I think about it often and I’ve come to believe that if you want to rule over a people, you have to create a problem first, a solution to which only you can offer, and then offer it to them at a price.
It works like a charm, albeit you need to be a little charming to pull it off.
If you’re in government service in Mizoram working in rural areas or really anywhere outside of Aizawl town, I feel like at least one time this thought would have crossed your mind: that we should have less villages than what we have now.
It’s not a feasible solution unless you want a revolution on your hands. People are attached to land in a way that they aren’t to anything else. We are very concerned about where we get buried, sometimes even more so than where we live. Recalling a nice philosophical tangent of heaven here and now versus heaven in the afterlife, but that’s a topic for another day.

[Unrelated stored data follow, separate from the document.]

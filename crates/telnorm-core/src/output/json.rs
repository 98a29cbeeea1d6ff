//! JSON encoders for discovery and collection.

use std::collections::BTreeMap;

use serde::{Deserialize, Serialize};

use crate::models::{DiscoveredInstance, MetricValue};
use crate::output::ChassisEmission;

#[derive(Debug, Clone, Default, PartialEq, Serialize, Deserialize)]
pub struct InstanceValues {
    pub values: BTreeMap<String, f64>,
}

/// `{"data": {instance_id: {"values": {metric: value}}}}`
#[derive(Debug, Clone, Default, PartialEq, Serialize, Deserialize)]
pub struct CollectionJson {
    pub data: BTreeMap<String, InstanceValues>,
}

impl CollectionJson {
    /// Groups metrics by instance; later values win on repeated `(instance_id, name)`.
    pub fn from_metrics(metrics: &[MetricValue], chassis: &ChassisEmission) -> Self {
        let mut data: BTreeMap<String, InstanceValues> = BTreeMap::new();
        for metric in metrics.iter().filter(|m| m.value.is_finite() && !m.name.is_empty()) {
            let key = match metric.instance_id.as_deref() {
                Some(id) => id,
                None => match chassis.key() {
                    Some(key) => key,
                    None => continue,
                },
            };
            data.entry(key.to_string())
                .or_default()
                .values
                .insert(metric.name.clone(), metric.value);
        }
        Self { data }
    }

    pub fn value(&self, instance_id: &str, metric: &str) -> Option<f64> {
        self.data.get(instance_id)?.values.get(metric).copied()
    }
}

/// Pretty-printed JSON with sorted keys and a trailing newline.
pub fn collection_json(metrics: &[MetricValue], chassis: &ChassisEmission) -> String {
    let doc = CollectionJson::from_metrics(metrics, chassis);
    // String-keyed maps of finite floats always serialize.
    let mut out = serde_json::to_string_pretty(&doc).unwrap_or_default();
    out.push('\n');
    out
}

/// Instances as a pretty-printed JSON array with a trailing newline.
///
/// Each element carries `instance_id`, `instance_name`, `description` and
/// `properties`.
pub fn discovery_json(instances: &[DiscoveredInstance]) -> String {
    let mut out = serde_json::to_string_pretty(instances).unwrap_or_default();
    out.push('\n');
    out
}

pub fn parse_collection_json(text: &str) -> Result<CollectionJson, serde_json::Error> {
    serde_json::from_str(text)
}
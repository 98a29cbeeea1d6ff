//! `snmpwalk -On` output adapter.
//!
//! ```text
//! .1.3.6.1.2.1.1.3.0 = Timeticks: (123456789) 14 days, 6:56:07.89
//! .1.3.6.1.2.1.2.2.1.2.513 = STRING: "ge-0/0/0"
//! .1.3.6.1.2.1.2.2.1.8.513 = INTEGER: up(1)
//! ```
//!
//! Values are stored without their type tag. Quoted strings are unquoted and
//! may span lines, `Timeticks: (n) …` keeps `n`, enumerations `name(n)` keep
//! `name`, and unquoted continuation lines are appended with `\n`. Entries
//! reported as `No Such Object`, `No Such Instance` or end-of-view are left out.

use crate::error::DocumentError;
use crate::resolve::{Oid, PathExpression, SnmpDocument};

const ABSENT_MARKERS: [&str; 3] = ["No Such Object", "No Such Instance", "No more variables"];

struct Pending {
    oid: Oid,
    value: String,
    open_quote: bool,
}

fn closes_quote(text: &str) -> bool {
    text.ends_with('"') && !text.ends_with("\\\"")
}

fn unescape(text: &str) -> String {
    text.replace("\\\"", "\"")
}

/// Splits `TYPE: value`; untyped values (`""`, bare text) come back whole.
fn split_type(rest: &str) -> (Option<&str>, &str) {
    let typed = rest
        .split_once(": ")
        .or_else(|| rest.strip_suffix(':').map(|ty| (ty, "")));
    match typed {
        Some((ty, value))
            if !ty.is_empty()
                && ty.starts_with(|c: char| c.is_ascii_uppercase())
                && ty.chars().all(|c| c.is_ascii_alphanumeric() || c == '-' || c == ' ') =>
        {
            (Some(ty), value.trim())
        }
        _ => (None, rest),
    }
}

/// `up(1)` → `up`.
fn enum_label(value: &str) -> Option<&str> {
    let (label, rest) = value.split_once('(')?;
    let number = rest.strip_suffix(')')?;
    (!label.is_empty() && number.parse::<i64>().is_ok()).then_some(label)
}

/// `(123456789) 14 days, 6:56:07.89` → `123456789`.
fn timeticks(value: &str) -> Option<&str> {
    let (ticks, _) = value.strip_prefix('(')?.split_once(')')?;
    ticks.parse::<u64>().is_ok().then_some(ticks)
}

/// Parses the value side of one entry.
fn parse_value(rest: &str) -> (String, bool) {
    let (ty, value) = split_type(rest.trim());
    if let Some(quoted) = value.strip_prefix('"') {
        if closes_quote(quoted) {
            let inner = &quoted[..quoted.len() - 1];
            return (unescape(inner), false);
        }
        return (unescape(quoted), true);
    }
    let value = match ty {
        Some("Timeticks") => timeticks(value).unwrap_or(value),
        Some(_) => enum_label(value).unwrap_or(value),
        None => value,
    };
    (value.to_string(), false)
}

/// Parses `OID = value` when the left side is an OID.
fn parse_entry(line: &str) -> Option<Result<(Oid, &str), String>> {
    let (lhs, rhs) = line.split_once(" = ").or_else(|| {
        line.trim_end()
            .strip_suffix(" =")
            .map(|lhs| (lhs, ""))
    })?;
    let lhs = lhs.trim();
    if !lhs.starts_with(|c: char| c == '.' || c.is_ascii_digit()) {
        return None;
    }
    Some(
        Oid::parse(lhs)
            .map(|oid| (oid, rhs))
            .map_err(|e| e.message),
    )
}

/// Parses a numeric-OID walk dump into an [`SnmpDocument`].
pub fn parse_walk(text: &str) -> Result<SnmpDocument, DocumentError> {
    let mut doc = SnmpDocument::new();
    let mut pending: Option<Pending> = None;
    let mut quote_started = 0;

    let flush = |doc: &mut SnmpDocument, pending: Option<Pending>| {
        if let Some(entry) = pending {
            doc.insert(entry.oid, entry.value);
        }
    };

    for (index, line) in text.lines().enumerate() {
        let line_no = index + 1;

        if let Some(entry) = pending.as_mut().filter(|p| p.open_quote) {
            entry.value.push('\n');
            if closes_quote(line) {
                entry.value.push_str(&unescape(&line[..line.len() - 1]));
                entry.open_quote = false;
            } else {
                entry.value.push_str(&unescape(line));
            }
            continue;
        }

        match parse_entry(line) {
            Some(Ok((oid, rest))) => {
                flush(&mut doc, pending.take());
                if ABSENT_MARKERS.iter().any(|m| rest.trim_start().starts_with(m)) {
                    continue;
                }
                let (value, open_quote) = parse_value(rest);
                if open_quote {
                    quote_started = line_no;
                }
                pending = Some(Pending {
                    oid,
                    value,
                    open_quote,
                });
            }
            Some(Err(message)) => {
                return Err(DocumentError::SnmpLine {
                    line: line_no,
                    message,
                });
            }
            None if line.trim().is_empty() => {}
            None => match pending.as_mut() {
                Some(entry) => {
                    entry.value.push('\n');
                    entry.value.push_str(line.trim_end());
                }
                None => {
                    return Err(DocumentError::SnmpLine {
                        line: line_no,
                        message: "expected 'OID = value'".to_string(),
                    });
                }
            },
        }
    }

    if pending.as_ref().is_some_and(|p| p.open_quote) {
        return Err(DocumentError::SnmpLine {
            line: quote_started,
            message: "unterminated quoted string".to_string(),
        });
    }
    flush(&mut doc, pending);
    Ok(doc)
}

846 villages spread across 11 districts, where some villages only have 20 households. Twenty! It would be a different story if they were big producers of some item and they don’t really need the government. Like Liechtenstein which is tiny, land-locked and didn’t even have its own Post Office till 2000 and even now only has one prison, but is also the world’s leading producer of dental products. If Liechtenstein wants to have multiple tiny villages with tiny population, they can afford to!
But not Mizoram, not today.
See there’re so many problems today that could completely have been non-problems. If we had lesser villages but concentrated population in bigger geographical areas, a lot of the problems we have now would automatically be fixed and a number of systems would fall in place.
Take education, for example. India cares for its citizens, especially kids. So we need to have primary schools accessible for children within a 1 km radius. When the population is spread so thinly, but you still need these schools, and yet you can’t increase fund flow, it follows that the schools that do exist are under-staffed, under-funded and under-developed. It is a zero sum game. It can’t work another way.
Following from this, even the high literacy rate we have in Mizoram does not seem to translate into everyday empowerment. We still allow ourselves to be ripped off by every smooth-talking salesman that crosses our paths. Sometimes in my most cynical moments, I believe that the only reason we have such high literacy rate is because we are Christians and we need to read the Bible and the hymnals. We don’t seem to use the skill for much else.
We don’t even use education to think to put things in writing to secure our stance. Or to ensure that opposing parties remain trustworthy. Even in finance, the low level of financial literacy as operates in the state is something that will ensure that your flabber is properly gasted.
We don’t like to exercise our mental faculties and instead choose to wallow in poverty of the mind. Even our theology is centred in the pious suffering and pain of Good Friday and not even nearly enough in the buoyant joy of Easter. Because while Good Friday is passive acceptance of a sacrifice someone made for us, Easter demands that we live and to live means we engage with the world we live in, which also essentially brings with it problem-solving. We would always choose to dream of Pialral or Vanram where problems are absent rather than play an active part in the Here-and-Now where we set about finding solutions to the problems we have.
I suppose the crux of this blog is an epiphany that we are content to be passive in our approach to life. We will take what comes, complain if things get rough, rough it if we must, but to actively engage in a solution-finding mission for its own sake isn’t innately in us. If we have always been this way or whether someone realised this about us and employed it as a means to keep us under all this time, and everyone else also just maintained the status quo, I don’t know.
But I think we willingly keep paying the price to keep us chained.